------ SUPPLIED ENTRIES ------

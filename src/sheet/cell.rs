//! Arithmetic mutations of one ledger cell
//!
//! A cell goes through three shapes: `0` (empty), a bare integer (one
//! transaction), and a `=`-prefixed formula (several). `add` appends an
//! addend, `delete` splices one out, `edit` rewrites one in place. All three
//! are pure: they map the current value to the next one and never touch the
//! store themselves, so a failed operation has nothing to roll back.
//!
//! Matching is token-level: the formula is lexed once into operators and
//! integer literals, and a target only matches a whole literal preceded by
//! `=` or `+`. This is what keeps `12` from matching inside `120`. The
//! rightmost match wins, which deletes the most recently appended addend on
//! ties.

use std::fmt;

use log::{debug, warn};

use crate::util::entry::Amount;

/// Contents of one cell as handed over by the store
#[derive(Debug, Clone, PartialEq, Eq)]
pub enum CellValue {
    /// a numeric cell (`0` means empty)
    Num(i64),
    /// anything else, notably `=`-prefixed formulas
    Text(String),
}

impl CellValue {
    /// Classify a raw string: empty and integer cells become `Num`
    pub fn from_raw(raw: &str) -> Self {
        let trimmed = raw.trim();
        if trimmed.is_empty() {
            return CellValue::Num(0);
        }
        match trimmed.parse::<i64>() {
            Ok(v) => CellValue::Num(v),
            Err(_) => CellValue::Text(raw.to_string()),
        }
    }

    /// The text that goes back into the store
    pub fn raw(&self) -> String {
        match self {
            CellValue::Num(v) => v.to_string(),
            CellValue::Text(s) => s.clone(),
        }
    }

    /// Whether this cell records no transaction at all
    ///
    /// `=0+500` is not empty; only `0` and a bare `=0` are.
    pub fn is_empty(&self) -> bool {
        match self {
            CellValue::Num(v) => *v == 0,
            CellValue::Text(s) => s.trim() == "=0",
        }
    }
}

impl fmt::Display for CellValue {
    fn fmt(&self, f: &mut fmt::Formatter<'_>) -> fmt::Result {
        write!(f, "{}", self.raw())
    }
}

/// Failure of a `delete` or `edit`
#[derive(Debug, Clone, Copy, PartialEq, Eq)]
pub enum CellError {
    /// the target amount is not an addend of the cell
    NotFound,
}

impl fmt::Display for CellError {
    fn fmt(&self, f: &mut fmt::Formatter<'_>) -> fmt::Result {
        match self {
            CellError::NotFound => write!(f, "target amount not found in cell"),
        }
    }
}

/// Append one transaction to a cell
///
/// `0` becomes `=amount`, a bare integer `v` becomes `=v+amount`, a formula
/// gets `+amount` appended. Any other content is overwritten with the plain
/// amount; that recovery is deliberately lossy and logged.
pub fn add(current: &CellValue, amount: Amount) -> CellValue {
    match current {
        CellValue::Num(0) => CellValue::Text(format!("={}", amount)),
        CellValue::Num(v) => CellValue::Text(format!("={}+{}", v, amount)),
        CellValue::Text(s) if s.starts_with('=') => CellValue::Text(format!("{}+{}", s, amount)),
        CellValue::Text(s) => {
            warn!("overwriting malformed cell '{}' with plain {}", s, amount);
            CellValue::Num(amount.0)
        }
    }
}

/// Remove the most recently appended occurrence of `target`
///
/// Succeeds when the cell is a bare integer equal to `target` (the cell
/// resets to `0`) or a formula containing `target` as an addend. Fails with
/// no candidate value otherwise.
pub fn delete(current: &CellValue, target: Amount) -> Result<CellValue, CellError> {
    match current {
        CellValue::Num(v) if *v == target.0 => Ok(CellValue::Num(0)),
        CellValue::Num(v) => {
            debug!("delete failed: cell holds {}, not {}", v, target);
            Err(CellError::NotFound)
        }
        CellValue::Text(s) => {
            let m = rightmost_addend(s, target.0).ok_or_else(|| {
                debug!("delete failed: no addend {} in '{}'", target, s);
                CellError::NotFound
            })?;
            let rest = format!("{}{}", &s[..m.op_start], &s[m.num_end..]);
            let rest = rest.trim();
            if rest.is_empty() {
                Ok(CellValue::Num(0))
            } else if let Some(tail) = rest.strip_prefix('+') {
                // the leading addend was removed, promote the next one
                Ok(CellValue::Text(format!("={}", tail)))
            } else {
                Ok(CellValue::Text(rest.to_string()))
            }
        }
    }
}

/// Replace the most recently appended occurrence of `target` with `new`
///
/// A bare-integer cell becomes the bare new integer; inside a formula the
/// literal is rewritten in place and every surrounding operator survives.
pub fn edit(current: &CellValue, target: Amount, new: Amount) -> Result<CellValue, CellError> {
    match current {
        CellValue::Num(v) if *v == target.0 => Ok(CellValue::Num(new.0)),
        CellValue::Num(v) => {
            debug!("edit failed: cell holds {}, not {}", v, target);
            Err(CellError::NotFound)
        }
        CellValue::Text(s) => {
            let m = rightmost_addend(s, target.0).ok_or_else(|| {
                debug!("edit failed: no addend {} in '{}'", target, s);
                CellError::NotFound
            })?;
            Ok(CellValue::Text(format!(
                "{}{}{}",
                &s[..m.num_start],
                new,
                &s[m.num_end..],
            )))
        }
    }
}

/// Byte spans of one matched addend: its leading operator and its literal
struct AddendMatch {
    op_start: usize,
    num_start: usize,
    num_end: usize,
}

/// Rightmost occurrence of `target` as a whole literal preceded by `=` or `+`
fn rightmost_addend(s: &str, target: i64) -> Option<AddendMatch> {
    let wanted = target.to_string();
    let bytes = s.as_bytes();
    let mut found: Option<AddendMatch> = None;
    // (position, byte) of the last operator seen before the current literal
    let mut last_op: Option<(usize, u8)> = None;
    let mut i = 0;
    while i < bytes.len() {
        let b = bytes[i];
        if b.is_ascii_digit() {
            let start = i;
            while i < bytes.len() && bytes[i].is_ascii_digit() {
                i += 1;
            }
            if let Some((pos, op)) = last_op {
                if (op == b'=' || op == b'+') && &s[start..i] == wanted {
                    found = Some(AddendMatch {
                        op_start: pos,
                        num_start: start,
                        num_end: i,
                    });
                }
            }
            last_op = None;
        } else {
            if b != b' ' {
                last_op = Some((i, b));
            }
            i += 1;
        }
    }
    found
}

#[cfg(test)]
mod test {
    use super::*;

    fn cell(raw: &str) -> CellValue {
        CellValue::from_raw(raw)
    }

    macro_rules! added {
        ( $cell:expr, $amount:expr => $expected:expr ) => {
            assert_eq!(add(&cell($cell), Amount($amount)).raw(), $expected);
        };
    }

    #[test]
    fn add_transitions() {
        added!("0", 500 => "=500");
        added!("", 500 => "=500");
        added!("320", 500 => "=320+500");
        added!("=320", 500 => "=320+500");
        added!("=120+200", 500 => "=120+200+500");
    }

    #[test]
    fn add_overwrites_malformed() {
        added!("#REF!", 500 => "500");
        added!("broken", 42 => "42");
    }

    macro_rules! deleted {
        ( $cell:expr, $target:expr => $expected:expr ) => {
            assert_eq!(delete(&cell($cell), Amount($target)).unwrap().raw(), $expected);
        };
    }

    #[test]
    fn delete_bare_integer() {
        deleted!("320", 320 => "0");
        assert_eq!(delete(&cell("320"), Amount(100)), Err(CellError::NotFound));
    }

    #[test]
    fn delete_from_formula() {
        deleted!("=500", 500 => "0");
        deleted!("=120+200", 200 => "=120");
        deleted!("=120+200", 120 => "=200");
        deleted!("=120+200+80", 200 => "=120+80");
    }

    #[test]
    fn delete_prefers_rightmost() {
        // two identical addends: only the later one goes
        deleted!("=100+100", 100 => "=100");
        deleted!("=100+50+100", 100 => "=100+50");
    }

    #[test]
    fn delete_never_splits_literals() {
        // 12 must not match inside 120
        deleted!("=12+120", 12 => "=120");
        deleted!("=120+12", 120 => "=12");
        assert_eq!(delete(&cell("=1200"), Amount(120)), Err(CellError::NotFound));
        assert_eq!(delete(&cell("=1200"), Amount(200)), Err(CellError::NotFound));
    }

    #[test]
    fn delete_ignores_multiplication_factors() {
        // `3` in `120*3` follows `*`, not `=`/`+`
        assert_eq!(delete(&cell("=120*3"), Amount(3)), Err(CellError::NotFound));
        deleted!("=120*3+50", 50 => "=120*3");
    }

    #[test]
    fn delete_not_found_is_a_no_op() {
        let before = cell("=120+200");
        assert_eq!(delete(&before, Amount(999)), Err(CellError::NotFound));
        assert_eq!(before.raw(), "=120+200");
    }

    macro_rules! edited {
        ( $cell:expr, $target:expr => $new:expr => $expected:expr ) => {
            assert_eq!(
                edit(&cell($cell), Amount($target), Amount($new)).unwrap().raw(),
                $expected,
            );
        };
    }

    #[test]
    fn edit_bare_integer_stays_bare() {
        edited!("100", 100 => 250 => "250");
    }

    #[test]
    fn edit_formula_preserves_operators() {
        edited!("=150", 150 => 250 => "=250");
        edited!("=120+200", 200 => 250 => "=120+250");
        edited!("=120+200", 120 => 80 => "=80+200");
        edited!("=100+100", 100 => 75 => "=100+75");
        edited!("=120*3+50", 50 => 60 => "=120*3+60");
    }

    #[test]
    fn edit_not_found() {
        assert_eq!(edit(&cell("=120+200"), Amount(1), Amount(2)), Err(CellError::NotFound));
        assert_eq!(edit(&cell("77"), Amount(1), Amount(2)), Err(CellError::NotFound));
    }

    #[test]
    fn spaced_formulas_still_match()  {
        deleted!("=120 + 200", 200 => "=120");
        edited!("= 120+200", 120 => 80 => "= 80+200");
    }

    #[test]
    fn raw_classification() {
        assert_eq!(cell(""), CellValue::Num(0));
        assert_eq!(cell("  "), CellValue::Num(0));
        assert_eq!(cell("320"), CellValue::Num(320));
        assert_eq!(cell("=320"), CellValue::Text("=320".to_string()));
        assert!(cell("0").is_empty());
        assert!(cell("=0").is_empty());
        assert!(!cell("=0+500").is_empty());
    }
}
//! Multi-pass overwrite-then-unlink of a single file.
//!
//! Pass patterns cycle Zeros, Ones, Random (pass 1, 2, 3, 4, ...), loosely
//! following DoD 5220.22-M. After the requested passes one extra zero pass
//! always runs, so the final on-disk state is predictable. The file is never
//! resized; every pass rewrites exactly the bytes it already occupies and is
//! synced to disk before the next pass starts. An advisory exclusive lock is
//! held on the file for the duration of the passes; a file someone else has
//! locked is refused untouched.

use crate::error::{IoResultExt, Result, TrustError};
use chrono::{DateTime, Utc};
use fs2::FileExt;
use rand::rngs::OsRng;
use rand::RngCore;
use serde::{Deserialize, Serialize};
use std::fs::{self, File, OpenOptions};
use std::io::{Seek, SeekFrom, Write};
use std::path::{Path, PathBuf};
use tracing::{debug, info, warn};

pub const MIN_PASSES: u32 = 1;
pub const MAX_PASSES: u32 = 35;
pub const DEFAULT_PASSES: u32 = 3;
const CHUNK_SIZE: usize = 64 * 1024;

/// Byte pattern written during one overwrite pass.
#[derive(Debug, Clone, Copy, PartialEq, Eq, Serialize, Deserialize)]
pub enum FillPattern {
    Zeros,
    Ones,
    Random,
}

impl FillPattern {
    /// Pattern for a 1-based pass number.
    pub fn for_pass(pass: u32) -> Self {
        match pass % 3 {
            1 => Self::Zeros,
            2 => Self::Ones,
            _ => Self::Random,
        }
    }

    fn fill(&self, buf: &mut [u8]) {
        match self {
            Self::Zeros => buf.fill(0x00),
            Self::Ones => buf.fill(0xFF),
            Self::Random => OsRng.fill_bytes(buf),
        }
    }
}

/// The requested passes in order, then the trailing zero pass.
#[derive(Debug, Clone)]
pub struct PassSchedule {
    requested: u32,
    next: u32,
}

impl PassSchedule {
    pub fn new(requested: u32) -> Self {
        Self { requested, next: 1 }
    }
}

impl Iterator for PassSchedule {
    type Item = FillPattern;

    fn next(&mut self) -> Option<FillPattern> {
        let pass = self.next;
        if pass > self.requested + 1 {
            return None;
        }
        self.next += 1;
        if pass <= self.requested {
            Some(FillPattern::for_pass(pass))
        } else {
            Some(FillPattern::Zeros)
        }
    }
}

/// Proof of a completed erase.
///
/// `passes` is the count the caller asked for. The trailing zero pass is
/// reported separately (`final_zero_pass`) and included in `total_overwrites`.
#[derive(Debug, Clone, PartialEq, Eq, Serialize, Deserialize)]
pub struct DeletionCertificate {
    pub path: PathBuf,
    pub file_name: String,
    pub original_size: u64,
    pub passes: u32,
    pub final_zero_pass: bool,
    pub total_overwrites: u32,
    pub standard_name: String,
    pub deletion_date: DateTime<Utc>,
    /// `None` unless verification was requested.
    pub verified_deleted: Option<bool>,
}

/// Name of the overwrite convention a pass count corresponds to.
pub fn standard_name(passes: u32) -> String {
    match passes {
        1 => "Single pass".to_string(),
        3 => "DoD 5220.22-M".to_string(),
        7 => "DoD 5220.22-M ECE".to_string(),
        35 => "Gutmann".to_string(),
        n => format!("Custom ({n} passes)"),
    }
}

#[derive(Debug, Clone)]
pub struct SecureEraser {
    chunk_size: usize,
}

impl Default for SecureEraser {
    fn default() -> Self {
        Self::new()
    }
}

impl SecureEraser {
    pub fn new() -> Self {
        Self {
            chunk_size: CHUNK_SIZE,
        }
    }

    /// Overwrite `path` `passes` times (plus the final zero pass) and unlink it.
    ///
    /// With `verify`, a path that still resolves after unlinking yields a
    /// certificate with `verified_deleted == Some(false)` instead of an error;
    /// external locks can keep a name alive and that is not this call's fault.
    pub fn erase(&self, path: &Path, passes: u32, verify: bool) -> Result<DeletionCertificate> {
        if !(MIN_PASSES..=MAX_PASSES).contains(&passes) {
            return Err(TrustError::InvalidArgument(format!(
                "pass count {passes} outside {MIN_PASSES}..={MAX_PASSES}"
            )));
        }
        let metadata = fs::symlink_metadata(path).at(path)?;
        if metadata.is_dir() {
            return Err(TrustError::IsDirectory(path.to_path_buf()));
        }
        if metadata.file_type().is_symlink() {
            return Err(TrustError::InvalidArgument(format!(
                "refusing to erase through a symlink: {}",
                path.display()
            )));
        }

        let original_size = metadata.len();
        let file_name = path
            .file_name()
            .map(|n| n.to_string_lossy().to_string())
            .unwrap_or_default();

        if metadata.permissions().readonly() {
            make_writable(path, metadata.permissions())?;
        }

        {
            let mut file = OpenOptions::new().write(true).open(path).at(path)?;
            if let Err(e) = FileExt::try_lock_exclusive(&file) {
                warn!(path = %path.display(), error = %e, "file is locked elsewhere, not erasing");
                return Err(TrustError::io(path, e));
            }
            let mut buf = vec![0u8; self.chunk_size];
            for (index, pattern) in PassSchedule::new(passes).enumerate() {
                self.overwrite(&mut file, original_size, pattern, &mut buf)
                    .at(path)?;
                debug!(path = %path.display(), pass = index + 1, ?pattern, "overwrite pass complete");
            }
            // lock released when `file` drops, before the unlink
        }

        unlink_obscured(path)?;

        let verified_deleted = if verify {
            let gone = fs::symlink_metadata(path).is_err();
            if !gone {
                warn!(path = %path.display(), "path still resolves after erase");
            }
            Some(gone)
        } else {
            None
        };

        info!(
            path = %path.display(),
            bytes = original_size,
            passes,
            "file securely erased"
        );

        Ok(DeletionCertificate {
            path: path.to_path_buf(),
            file_name,
            original_size,
            passes,
            final_zero_pass: true,
            total_overwrites: passes + 1,
            standard_name: standard_name(passes),
            deletion_date: Utc::now(),
            verified_deleted,
        })
    }

    /// Like [`erase`](Self::erase) with verification, but a name that
    /// survives the unlink is an error.
    pub fn erase_verified(&self, path: &Path, passes: u32) -> Result<DeletionCertificate> {
        let certificate = self.erase(path, passes, true)?;
        if certificate.verified_deleted == Some(false) {
            return Err(TrustError::VerificationFailed(path.to_path_buf()));
        }
        Ok(certificate)
    }

    fn overwrite(
        &self,
        file: &mut File,
        len: u64,
        pattern: FillPattern,
        buf: &mut [u8],
    ) -> std::io::Result<()> {
        // one random draw per pass, reused for every chunk of that pass
        pattern.fill(buf);
        file.seek(SeekFrom::Start(0))?;
        let mut remaining = len;
        while remaining > 0 {
            let n = remaining.min(buf.len() as u64) as usize;
            file.write_all(&buf[..n])?;
            remaining -= n as u64;
        }
        file.flush()?;
        file.sync_all()
    }
}

#[cfg(unix)]
fn make_writable(path: &Path, mut perms: fs::Permissions) -> Result<()> {
    use std::os::unix::fs::PermissionsExt;
    perms.set_mode(perms.mode() | 0o200);
    fs::set_permissions(path, perms).at(path)
}

#[cfg(not(unix))]
#[allow(clippy::permissions_set_readonly_false)]
fn make_writable(path: &Path, mut perms: fs::Permissions) -> Result<()> {
    perms.set_readonly(false);
    fs::set_permissions(path, perms).at(path)
}

/// Rename to a random sibling name first so the original file name does not
/// linger in the directory entry, then unlink.
fn unlink_obscured(path: &Path) -> Result<()> {
    let mut token = [0u8; 12];
    OsRng.fill_bytes(&mut token);
    let scrambled = path.with_file_name(hex::encode(token));
    match fs::rename(path, &scrambled) {
        Ok(()) => fs::remove_file(&scrambled).at(&scrambled),
        Err(e) => {
            debug!(path = %path.display(), error = %e, "rename before unlink failed");
            fs::remove_file(path).at(path)
        }
    }
}

#[cfg(test)]
mod tests {
    use super::*;
    use crate::error::ErrorKind;
    use std::io::Read;
    use tempfile::tempdir;

    #[test]
    fn pattern_cycles_by_pass_number() {
        assert_eq!(FillPattern::for_pass(1), FillPattern::Zeros);
        assert_eq!(FillPattern::for_pass(2), FillPattern::Ones);
        assert_eq!(FillPattern::for_pass(3), FillPattern::Random);
        assert_eq!(FillPattern::for_pass(4), FillPattern::Zeros);
        assert_eq!(FillPattern::for_pass(35), FillPattern::Ones);
    }

    #[test]
    fn schedule_appends_final_zero_pass() {
        let schedule: Vec<_> = PassSchedule::new(3).collect();
        assert_eq!(
            schedule,
            vec![
                FillPattern::Zeros,
                FillPattern::Ones,
                FillPattern::Random,
                FillPattern::Zeros
            ]
        );
        assert_eq!(PassSchedule::new(1).count(), 2);
        assert_eq!(PassSchedule::new(35).count(), 36);
    }

    #[test]
    fn overwrite_keeps_length_and_ends_zeroed() {
        let dir = tempdir().unwrap();
        let path = dir.path().join("victim.bin");
        let data = vec![0xABu8; CHUNK_SIZE * 2 + 5];
        fs::write(&path, &data).unwrap();

        let eraser = SecureEraser::new();
        let mut file = OpenOptions::new().write(true).open(&path).unwrap();
        let mut buf = vec![0u8; CHUNK_SIZE];
        for pattern in PassSchedule::new(2) {
            eraser
                .overwrite(&mut file, data.len() as u64, pattern, &mut buf)
                .unwrap();
        }
        drop(file);

        let mut after = Vec::new();
        File::open(&path).unwrap().read_to_end(&mut after).unwrap();
        assert_eq!(after.len(), data.len());
        assert!(after.iter().all(|b| *b == 0));
    }

    #[test]
    fn erase_removes_file_and_reports_requested_passes() {
        let dir = tempdir().unwrap();
        let path = dir.path().join("secret.txt");
        fs::write(&path, b"top secret content").unwrap();

        let cert = SecureEraser::new().erase(&path, 7, true).unwrap();
        assert!(!path.exists());
        assert_eq!(cert.passes, 7);
        assert_eq!(cert.total_overwrites, 8);
        assert!(cert.final_zero_pass);
        assert_eq!(cert.original_size, 18);
        assert_eq!(cert.file_name, "secret.txt");
        assert_eq!(cert.standard_name, "DoD 5220.22-M ECE");
        assert_eq!(cert.verified_deleted, Some(true));
        // no scrambled leftovers
        assert_eq!(fs::read_dir(dir.path()).unwrap().count(), 0);
    }

    #[test]
    fn verification_is_null_unless_requested() {
        let dir = tempdir().unwrap();
        let path = dir.path().join("a");
        fs::write(&path, b"x").unwrap();
        let cert = SecureEraser::new().erase(&path, 1, false).unwrap();
        assert_eq!(cert.verified_deleted, None);
    }

    #[test]
    fn empty_file_is_erased() {
        let dir = tempdir().unwrap();
        let path = dir.path().join("empty");
        fs::write(&path, b"").unwrap();
        let cert = SecureEraser::new().erase(&path, 3, true).unwrap();
        assert_eq!(cert.original_size, 0);
        assert!(!path.exists());
    }

    #[test]
    fn read_only_file_is_erased() {
        let dir = tempdir().unwrap();
        let path = dir.path().join("ro.txt");
        fs::write(&path, b"locked").unwrap();
        let mut perms = fs::metadata(&path).unwrap().permissions();
        perms.set_readonly(true);
        fs::set_permissions(&path, perms).unwrap();

        SecureEraser::new().erase(&path, 1, true).unwrap();
        assert!(!path.exists());
    }

    #[test]
    fn locked_file_is_left_untouched() {
        let dir = tempdir().unwrap();
        let path = dir.path().join("in-use.db");
        fs::write(&path, b"still needed").unwrap();

        let holder = File::open(&path).unwrap();
        FileExt::lock_exclusive(&holder).unwrap();
        let err = SecureEraser::new().erase(&path, 3, true).unwrap_err();
        assert_eq!(err.kind(), ErrorKind::Io);
        assert_eq!(fs::read(&path).unwrap(), b"still needed");

        drop(holder);
        SecureEraser::new().erase(&path, 3, true).unwrap();
        assert!(!path.exists());
    }

    #[test]
    fn rejects_bad_pass_counts() {
        let dir = tempdir().unwrap();
        let path = dir.path().join("a");
        fs::write(&path, b"x").unwrap();
        for passes in [0, 36] {
            let err = SecureEraser::new().erase(&path, passes, false).unwrap_err();
            assert_eq!(err.kind(), ErrorKind::InvalidArgument);
        }
        assert!(path.exists());
    }

    #[test]
    fn missing_and_directory_targets() {
        let dir = tempdir().unwrap();
        let eraser = SecureEraser::new();
        assert_eq!(
            eraser.erase(&dir.path().join("nope"), 3, false).unwrap_err().kind(),
            ErrorKind::NotFound
        );
        assert_eq!(
            eraser.erase(dir.path(), 3, false).unwrap_err().kind(),
            ErrorKind::IsDirectory
        );
    }

    #[test]
    fn standard_names() {
        assert_eq!(standard_name(1), "Single pass");
        assert_eq!(standard_name(3), "DoD 5220.22-M");
        assert_eq!(standard_name(35), "Gutmann");
        assert_eq!(standard_name(5), "Custom (5 passes)");
    }
}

------

- EXERCISE DESCRIPTION
Only lines with the string "rewrites" are wanted; please find each one in the listing and copy it.

- ANSWER BOX
//! addend, `delete` splices one out, `edit` rewrites one in place. All three
//! resized; every pass rewrites exactly the bytes it already occupies and is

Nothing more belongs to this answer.